The alley behind the restaurant reeked of rotten fish heads and deep-fryer fat and we had to walk a fair distance to reach this mythical fresh air I had spoken of. Then, we just kept on walking, right through the square and down a long cobbled street toward the port. On a low, white plaster wall with a jaw-dropping view, Pippa sat down and closed her eyes, letting the breeze wash over her face. “God, the end was horrible,” she said, to the sky. “I can’t get that awful moaning noise out of my head.”
“Death is awful even when it’s quiet. I guess we should hang on to what the doctor said, that she wasn’t actually in pain.”
“I don’t believe that for a second,” Pippa said. “She was in agony.” She opened her eyes and I saw they had tears in them. “All day, I’ve been trying to replace it with a good memory of her, but I just don’t have any. She’s been cross with me for the last forty years.”
“What about before that?”
“I’m forty-one,” she said drily.
“Maybe she loved you more than she let on,” I said, thinking of my own mother. “I think that’s why Hillary didn’t tell me she was dying. It was too awful. She couldn’t face doing it.”
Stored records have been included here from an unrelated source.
//! Where to cut an over-long buffer

/// Preferred split points, best first, with the width of the marker kept in
/// the emitted chunk
const BREAKPOINTS: [&str; 5] = ["\n\n", ". ", "!", "?", "\n"];

/// Share of the buffer emitted when no breakpoint exists
const FALLBACK_RATIO: f64 = 0.8;

/// Byte index splitting `buffer` into (chunk, remainder)
///
/// Picks the last occurrence of the highest-priority marker, splitting just
/// after it. Without any marker, cuts at 80% of the buffer's characters. The
/// chunk is never empty for a non-empty buffer, and the cut always lands on a
/// character boundary.
pub fn find_breakpoint(buffer: &str) -> usize {
    if buffer.is_empty() {
        return 0;
    }
    for marker in BREAKPOINTS {
        if let Some(pos) = buffer.rfind(marker) {
            return pos + marker.len();
        }
    }

    let chars = buffer.chars().count();
    let keep = ((chars as f64 * FALLBACK_RATIO) as usize).clamp(1, chars);
    buffer
        .char_indices()
        .nth(keep)
        .map_or(buffer.len(), |(idx, _)| idx)
}

#[cfg(test)]
mod tests {
    use super::*;

    fn split(buffer: &str) -> (&str, &str) {
        buffer.split_at(find_breakpoint(buffer))
    }

    #[test]
    fn test_paragraph_break_wins() {
        let (chunk, rest) = split("First. Second!\n\nThird. Fourth");
        assert_eq!(chunk, "First. Second!\n\n");
        assert_eq!(rest, "Third. Fourth");
    }

    #[test]
    fn test_sentence_end_before_exclamation() {
        let (chunk, rest) = split("Wow! That was it. And then");
        assert_eq!(chunk, "Wow! That was it. ");
        assert_eq!(rest, "And then");
    }

    #[test]
    fn test_question_and_line_break() {
        assert_eq!(split("Why? Because"), ("Why?", " Because"));
        assert_eq!(split("line one\nline two"), ("line one\n", "line two"));
    }

    #[test]
    fn test_eighty_percent_fallback() {
        let (chunk, rest) = split("abcdefghij");
        assert_eq!(chunk, "abcdefgh");
        assert_eq!(rest, "ij");
    }

    #[test]
    fn test_short_buffers_never_yield_empty_chunk() {
        assert_eq!(split("a"), ("a", ""));
        assert_eq!(split("ab"), ("a", "b"));
        assert_eq!(split("abc"), ("ab", "c"));
        assert_eq!(find_breakpoint(""), 0);
    }

    #[test]
    fn test_fallback_respects_char_boundaries() {
        let (chunk, rest) = split("ééééé");
        assert_eq!(chunk, "éééé");
        assert_eq!(rest, "é");
    }
}
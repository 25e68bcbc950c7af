//! Gateway diagnostics
//!
//! Snapshot of provider health, usage and cost for operators. Configuration
//! identifiers are masked; credentials never appear.

use crate::config::RuntimeEnvironment;
use crate::cost::CostAnalysis;
use crate::fallback::{FallbackEvent, ProviderHealthStatus};
use crate::rate_limiter::RateLimitStatus;
use crate::types::ProviderKind;
use chrono::{DateTime, Utc};
use serde::Serialize;

#[derive(Debug, Clone, Serialize)]
#[serde(rename_all = "camelCase")]
pub struct Diagnostics {
    pub generated_at: DateTime<Utc>,
    pub environment: RuntimeEnvironment,
    pub providers: Vec<ProviderDiagnostics>,
    /// Recent fallback hops, oldest first
    pub fallback_history: Vec<FallbackEvent>,
}

impl Diagnostics {
    pub fn provider(&self, provider: ProviderKind) -> Option<&ProviderDiagnostics> {
        self.providers.iter().find(|p| p.provider == provider)
    }
}

/// Diagnostics for one provider with an active configuration
#[derive(Debug, Clone, Serialize)]
#[serde(rename_all = "camelCase")]
pub struct ProviderDiagnostics {
    pub provider: ProviderKind,
    pub model: String,
    /// Masked configuration id; absent for Mock
    #[serde(skip_serializing_if = "Option::is_none")]
    pub configuration: Option<String>,
    /// Only for providers with context caching
    #[serde(skip_serializing_if = "Option::is_none")]
    pub cache_statistics: Option<CacheStatistics>,
    pub health_status: ProviderHealthStatus,
    pub usage_statistics: UsageStatistics,
}

#[derive(Debug, Clone, PartialEq, Serialize)]
#[serde(rename_all = "camelCase")]
pub struct CacheStatistics {
    pub prompt_tokens: u64,
    pub cached_tokens: u64,
    /// Cached share of prompt tokens, 0.0..=1.0
    pub cache_hit_rate: f64,
    pub cache_savings: f64,
}

#[derive(Debug, Clone, PartialEq, Serialize)]
#[serde(rename_all = "camelCase")]
pub struct UsageStatistics {
    pub rate_limiting: RateLimitStatus,
    pub cost_analysis: CostAnalysis,
}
“You might be right,” said Pippa. “But I don’t think Peggy was like other mums—especially not like yours. Hillary was worse than I am with Caleb. I remember her telling me this crazy story once about how she loved you so much that she actually thought she’d killed you. It was that day you all went down in the bunker. She said one minute you were standing next to her on the step, when she had this awful premonition that you were going to fall down the stairs and hit your head—and the next thing she knew, you had fallen. Almost as if she had pushed you.”
The hair on my head stood on end. “She told you that?”
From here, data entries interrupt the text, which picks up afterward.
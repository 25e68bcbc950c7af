//! Type definitions for the fallback orchestrator

use crate::credential::MissingReason;
use crate::error::{FailureKind, GatewayError};
use crate::types::ProviderKind;
use chrono::{DateTime, Utc};
use serde::Serialize;
use std::fmt;

/// Why a provider was passed over
#[derive(Debug, Clone, PartialEq, Eq, Serialize)]
#[serde(tag = "kind", content = "detail", rename_all = "snake_case")]
pub enum FallbackReason {
    /// No credential could be resolved; the adapter was never built
    MissingCredential(String),
    /// Credential rejected, or adapter construction failed
    Authentication,
    Timeout,
    RateLimited,
    /// Any other provider failure
    Error(String),
}

impl FallbackReason {
    pub fn from_error(error: &GatewayError) -> Self {
        match error.failure_kind() {
            FailureKind::Authentication => Self::Authentication,
            FailureKind::Timeout => Self::Timeout,
            FailureKind::RateLimit => Self::RateLimited,
            FailureKind::Unknown => Self::Error(error.error_code().to_string()),
        }
    }

    pub fn from_missing(reason: &MissingReason) -> Self {
        Self::MissingCredential(reason.to_string())
    }
}

impl fmt::Display for FallbackReason {
    fn fmt(&self, f: &mut fmt::Formatter<'_>) -> fmt::Result {
        match self {
            Self::MissingCredential(reason) => write!(f, "missing credential: {}", reason),
            Self::Authentication => write!(f, "auth"),
            Self::Timeout => write!(f, "timeout"),
            Self::RateLimited => write!(f, "rate-limit"),
            Self::Error(code) => write!(f, "error: {}", code),
        }
    }
}

/// Record of one hop along the fallback chain
#[derive(Debug, Clone, PartialEq, Serialize)]
#[serde(rename_all = "camelCase")]
pub struct FallbackEvent {
    pub from: ProviderKind,
    /// `None` when no candidate was left
    pub to: Option<ProviderKind>,
    pub reason: FallbackReason,
    pub timestamp: DateTime<Utc>,
}

/// Health summary of one provider
#[derive(Debug, Clone, PartialEq, Serialize)]
#[serde(rename_all = "camelCase")]
pub struct ProviderHealthStatus {
    pub provider: ProviderKind,
    /// Not in failure cooldown
    pub available: bool,
    pub total_requests: u64,
    pub successful_requests: u64,
    pub success_rate: f64,
    pub consecutive_failures: u32,
    #[serde(skip_serializing_if = "Option::is_none")]
    pub last_failure: Option<DateTime<Utc>>,
    #[serde(skip_serializing_if = "Option::is_none")]
    pub last_failure_kind: Option<FailureKind>,
}

/// Output of a successful orchestrated call
#[derive(Debug)]
pub struct Attempted<T> {
    pub value: T,
    pub provider: ProviderKind,
    pub requested_provider: Option<ProviderKind>,
    pub used_fallback: bool,
    /// Reason attached to the last hop before `provider`
    pub fallback_reason: Option<FallbackReason>,
    /// Providers considered, including the one that served
    pub attempts: usize,
}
“Something like that—it was a long time ago.”
I felt a residue of tingling on the back of my neck, almost like an aftershock. “Don’t you think that’s sort of creepy?”
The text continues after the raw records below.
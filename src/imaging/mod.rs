//! Crop enhancement and the pixel-level heuristics that find handwriting
//! on a binarised band.

use image::{
    imageops::{self, FilterType},
    DynamicImage, GenericImageView, GrayImage, Luma,
};
use imageproc::contrast::{otsu_level, threshold};

use crate::geometry::Roi;

pub const SHARPEN: [f32; 9] = [-1., -1., -1., -1., 12., -1., -1., -1., -1.];
pub const STRONG_SHARPEN: [f32; 9] = [-1., -1., -1., -1., 16., -1., -1., -1., -1.];

/// Luma below which a pixel counts as ink when locating the band.
const INK_LUMA: u8 = 30;
/// Luma below which a pixel counts as part of a printed rule line.
const RULE_LUMA: u8 = 32;
const INK_ROW_RATIO: f32 = 0.12;
const MIN_BAND_ROWS: u32 = 16;
const RULE_FILL_RATIO: f32 = 0.8;

#[derive(Debug, Clone, Copy, PartialEq)]
pub struct Enhancement {
    pub scale_x: f32,
    pub scale_y: f32,
    pub contrast: f32,
    pub sharpen: Option<[f32; 9]>,
    pub binarize: bool,
}

impl Enhancement {
    /// Handwriting crop around a single value.
    pub fn crop(upscale: f32, contrast: f32) -> Enhancement {
        Enhancement {
            scale_x: upscale,
            scale_y: upscale,
            contrast,
            sharpen: Some(SHARPEN),
            binarize: true,
        }
    }

    /// Surname block letters, stretched vertically to open up strokes.
    pub fn surname(upscale: f32, contrast: f32) -> Enhancement {
        Enhancement {
            scale_x: upscale,
            scale_y: upscale * 1.2,
            contrast,
            sharpen: Some(STRONG_SHARPEN),
            binarize: true,
        }
    }

    /// Whole top band, before band detection.
    pub fn band(contrast: f32) -> Enhancement {
        Enhancement {
            scale_x: 1.6,
            scale_y: 1.6,
            contrast,
            sharpen: None,
            binarize: true,
        }
    }
}

/// `roi` cut out of `image`, clamped to its dimensions.
pub fn crop(image: &DynamicImage, roi: &Roi) -> Option<DynamicImage> {
    let (width, height) = image.dimensions();
    let x = roi.x.max(0) as u32;
    let y = roi.y.max(0) as u32;
    if x >= width || y >= height || roi.is_empty() {
        return None;
    }
    let w = (roi.width as u32).min(width - x);
    let h = (roi.height as u32).min(height - y);
    Some(image.crop_imm(x, y, w, h))
}

pub fn enhance(image: &DynamicImage, enhancement: &Enhancement) -> GrayImage {
    let (width, height) = image.dimensions();
    let w = ((width as f32 * enhancement.scale_x).round() as u32).max(1);
    let h = ((height as f32 * enhancement.scale_y).round() as u32).max(1);
    let gray = image.resize_exact(w, h, FilterType::Triangle).to_luma8();
    let gray = imageops::contrast(&gray, enhancement.contrast);
    let gray = match enhancement.sharpen {
        Some(kernel) => sharpen(&gray, &kernel),
        None => gray,
    };
    if enhancement.binarize {
        binarize(&gray)
    } else {
        gray
    }
}

/// 3x3 convolution normalised by the kernel sum; the one pixel border the
/// kernel cannot reach keeps its original value.
pub fn sharpen(gray: &GrayImage, kernel: &[f32; 9]) -> GrayImage {
    let (w, h) = gray.dimensions();
    if w < 3 || h < 3 {
        return gray.clone();
    }
    let mut out: GrayImage = imageops::filter3x3(gray, kernel);
    for x in 0..w {
        out.put_pixel(x, 0, *gray.get_pixel(x, 0));
        out.put_pixel(x, h - 1, *gray.get_pixel(x, h - 1));
    }
    for y in 0..h {
        out.put_pixel(0, y, *gray.get_pixel(0, y));
        out.put_pixel(w - 1, y, *gray.get_pixel(w - 1, y));
    }
    out
}

/// Otsu binarisation computed on this image alone: pixels at or below the
/// level turn black, the rest white.
pub fn binarize(gray: &GrayImage) -> GrayImage {
    threshold(gray, otsu_level(gray))
}

fn row_dark_ratio(gray: &GrayImage, y: u32, x0: u32, x1: u32, below: u8) -> f32 {
    if x1 <= x0 {
        return 0.;
    }
    let dark = (x0..x1).filter(|&x| gray.get_pixel(x, y)[0] < below).count();
    dark as f32 / (x1 - x0) as f32
}

/// Rows `[top, bottom)` of a band of writing.
#[derive(Debug, Clone, Copy, PartialEq, Eq)]
pub struct InkBand {
    pub top: u32,
    pub bottom: u32,
}

/// Densest run of inky rows within the central part of `gray`: among runs
/// of at least 16 rows, the one with the highest mean dark ratio. A longer
/// run does not win over a darker one.
pub fn find_ink_band(gray: &GrayImage) -> Option<InkBand> {
    let (w, h) = gray.dimensions();
    let x0 = (w as f32 * 0.03) as u32;
    let x1 = (w as f32 * 0.97) as u32;
    let y0 = (h as f32 * 0.20) as u32;
    let y1 = (h as f32 * 0.80) as u32;

    let mut best: Option<(InkBand, f32)> = None;
    let mut run: Option<(u32, f32)> = None;
    for y in y0..=y1 {
        let ratio = if y < y1 {
            row_dark_ratio(gray, y, x0, x1, INK_LUMA)
        } else {
            0.
        };
        match (ratio >= INK_ROW_RATIO, run) {
            (true, Some((start, sum))) => run = Some((start, sum + ratio)),
            (true, None) => run = Some((y, ratio)),
            (false, Some((start, sum))) => {
                let rows = y - start;
                let mean = sum / rows as f32;
                if rows >= MIN_BAND_ROWS && best.map_or(true, |(_, m)| mean > m) {
                    best = Some((InkBand { top: start, bottom: y }, mean));
                }
                run = None;
            }
            (false, None) => {}
        }
    }
    best.map(|(band, _)| band)
}

/// Pads a detected band and keeps its height within what a handwritten
/// line can occupy on a band of `height` rows, re-centred on its middle.
pub fn fit_band(band: InkBand, height: u32) -> InkBand {
    let top = band.top.saturating_sub(3);
    let bottom = (band.bottom + 6).min(height);
    let current = (bottom - top).max(20);

    let min_h = ((height as f32 * 0.20) as u32).max(55).min(160);
    let cap_h = ((height as f32 * 0.25) as u32).max(30).min(160);
    let target = current.clamp(min_h.min(cap_h), min_h.max(cap_h)).min(height);

    let middle = (top + bottom) / 2;
    let top = middle.saturating_sub(target / 2).min(height - target);
    InkBand {
        top,
        bottom: top + target,
    }
}

/// Whitens rows that are almost entirely dark: printed box borders, not
/// pen strokes.
pub fn whiten_rule_lines(gray: &mut GrayImage) {
    let (w, h) = gray.dimensions();
    for y in 0..h {
        if row_dark_ratio(gray, y, 0, w, RULE_LUMA) > RULE_FILL_RATIO {
            for x in 0..w {
                gray.put_pixel(x, y, Luma([255]));
            }
        }
    }
}

/// The band as scanned and turned a quarter either way.
pub fn rotations(gray: &GrayImage) -> [(u16, GrayImage); 3] {
    [
        (0, gray.clone()),
        (90, imageops::rotate90(gray)),
        (270, imageops::rotate270(gray)),
    ]
}

/// Vertical strip `[from, to)` of `gray` as fractions of its width, grown
/// by `max(2, 3%)` on each side.
pub fn column(gray: &GrayImage, from: f32, to: f32) -> GrayImage {
    let (w, h) = gray.dimensions();
    let pad = ((w as f32 * 0.03) as u32).max(2);
    let x0 = ((w as f32 * from).round() as u32).saturating_sub(pad);
    let x1 = ((w as f32 * to).round() as u32 + pad).min(w);
    imageops::crop_imm(gray, x0, 0, x1.saturating_sub(x0), h).to_image()
}

#[cfg(test)]
mod tests {
    use super::*;
    use image::RgbImage;

    fn white(w: u32, h: u32) -> GrayImage {
        GrayImage::from_pixel(w, h, Luma([255]))
    }

    #[test]
    fn crop_is_clamped() {
        let image = DynamicImage::ImageRgb8(RgbImage::new(100, 50));
        let roi = Roi {
            x: 80,
            y: 40,
            width: 60,
            height: 30,
        };
        let cropped = crop(&image, &roi).unwrap();
        assert_eq!(cropped.dimensions(), (20, 10));
        let outside = Roi {
            x: 120,
            y: 0,
            width: 10,
            height: 10,
        };
        assert!(crop(&image, &outside).is_none());
    }

    #[test]
    fn enhance_upscales_and_binarizes() {
        let mut gray = white(40, 20);
        for x in 10..30 {
            for y in 8..12 {
                gray.put_pixel(x, y, Luma([40]));
            }
        }
        let out = enhance(&DynamicImage::ImageLuma8(gray), &Enhancement::crop(2., 30.));
        assert_eq!(out.dimensions(), (80, 40));
        assert!(out.pixels().all(|p| p[0] == 0 || p[0] == 255));
        assert_eq!(out.get_pixel(40, 20)[0], 0);
        assert_eq!(out.get_pixel(2, 2)[0], 255);
    }

    #[test]
    fn sharpen_keeps_flat_areas_and_borders() {
        let gray = GrayImage::from_pixel(5, 5, Luma([120]));
        let out = sharpen(&gray, &SHARPEN);
        assert!(out.pixels().all(|p| p[0] == 120));
    }

    #[test]
    fn finds_the_inky_band() {
        let mut gray = white(200, 200);
        for y in 90..120 {
            for x in 20..180 {
                if x % 3 != 0 {
                    gray.put_pixel(x, y, Luma([0]));
                }
            }
        }
        // a short streak is not a band
        for y in 50..55 {
            for x in 0..200 {
                gray.put_pixel(x, y, Luma([0]));
            }
        }
        assert_eq!(find_ink_band(&gray), Some(InkBand { top: 90, bottom: 120 }));
        assert_eq!(find_ink_band(&white(200, 200)), None);
    }

    #[test]
    fn darker_band_beats_a_longer_faint_one() {
        let mut gray = white(200, 200);
        for y in 60..100 {
            for x in (0..200).step_by(5) {
                gray.put_pixel(x, y, Luma([0]));
            }
        }
        for y in 120..140 {
            for x in 20..180 {
                if x % 3 != 0 {
                    gray.put_pixel(x, y, Luma([0]));
                }
            }
        }
        assert_eq!(find_ink_band(&gray), Some(InkBand { top: 120, bottom: 140 }));
    }

    #[test]
    fn fitted_band_stays_inside() {
        let fitted = fit_band(InkBand { top: 90, bottom: 120 }, 200);
        assert!(fitted.bottom <= 200);
        assert_eq!(fitted.bottom - fitted.top, 50);
        assert!(fitted.top <= 87 && fitted.bottom >= 120);
    }

    #[test]
    fn rule_lines_are_whitened() {
        let mut gray = white(50, 10);
        for x in 0..50 {
            gray.put_pixel(x, 3, Luma([0]));
        }
        for x in 0..10 {
            gray.put_pixel(x, 6, Luma([0]));
        }
        whiten_rule_lines(&mut gray);
        assert_eq!(gray.get_pixel(25, 3)[0], 255);
        assert_eq!(gray.get_pixel(5, 6)[0], 0);
    }

    #[test]
    fn rotation_candidates() {
        let gray = white(30, 10);
        let rotated = rotations(&gray);
        assert_eq!(rotated[0].1.dimensions(), (30, 10));
        assert_eq!(rotated[1].0, 90);
        assert_eq!(rotated[1].1.dimensions(), (10, 30));
        assert_eq!(rotated[2].1.dimensions(), (10, 30));
    }

    #[test]
    fn columns_are_padded() {
        let gray = white(100, 10);
        assert_eq!(column(&gray, 0., 0.33).dimensions(), (36, 10));
        assert_eq!(column(&gray, 0.66, 0.88).dimensions(), (28, 10));
    }
}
Pippa shrugged. “I thought it was at the time, but now that I’m a mother myself I don’t. I’m always having visions of the horrible things that could happen to Caleb . . . and if something did, I might blame myself for it.”
I understood what Pippa meant, but it wasn’t the track my thoughts had taken. I had been wondering if my mother had killed me—or at least a piece of me—that day in the bunker. That’s what it had felt like all these years, that hunger, that emptiness, like some vital part of me was missing. But did that also mean it had now been restored?
Pippa stood up from the wall, seeming lighter than when she’d sat down. “Let’s go swimming. I haven’t put my feet in the water since we got here.”
The main beach was reached by a narrow, cobbled path that snaked down the hillside to the water, then veered up again toward an ancient acropolis on the hill. Despite a steady flow of tourists and donkeys, the path had never been widened, and we had to walk down it in single file.
When we got down to the beach, we were not the only ones there. At the far end, some kids had lit a bonfire, and from their ghetto blaster the tinny sounds of Euro house-music spilled out across the bay. Pippa took off her shoes and walked straight to the water’s edge. I thought she was going to paddle in the shallows and leave it at that, but in one stealthy movement, she discarded her shirt and pants, bra and knickers, and waded in. “Come on, you! It’s magic,” she said, and dove underwater, surfacing a few meters out.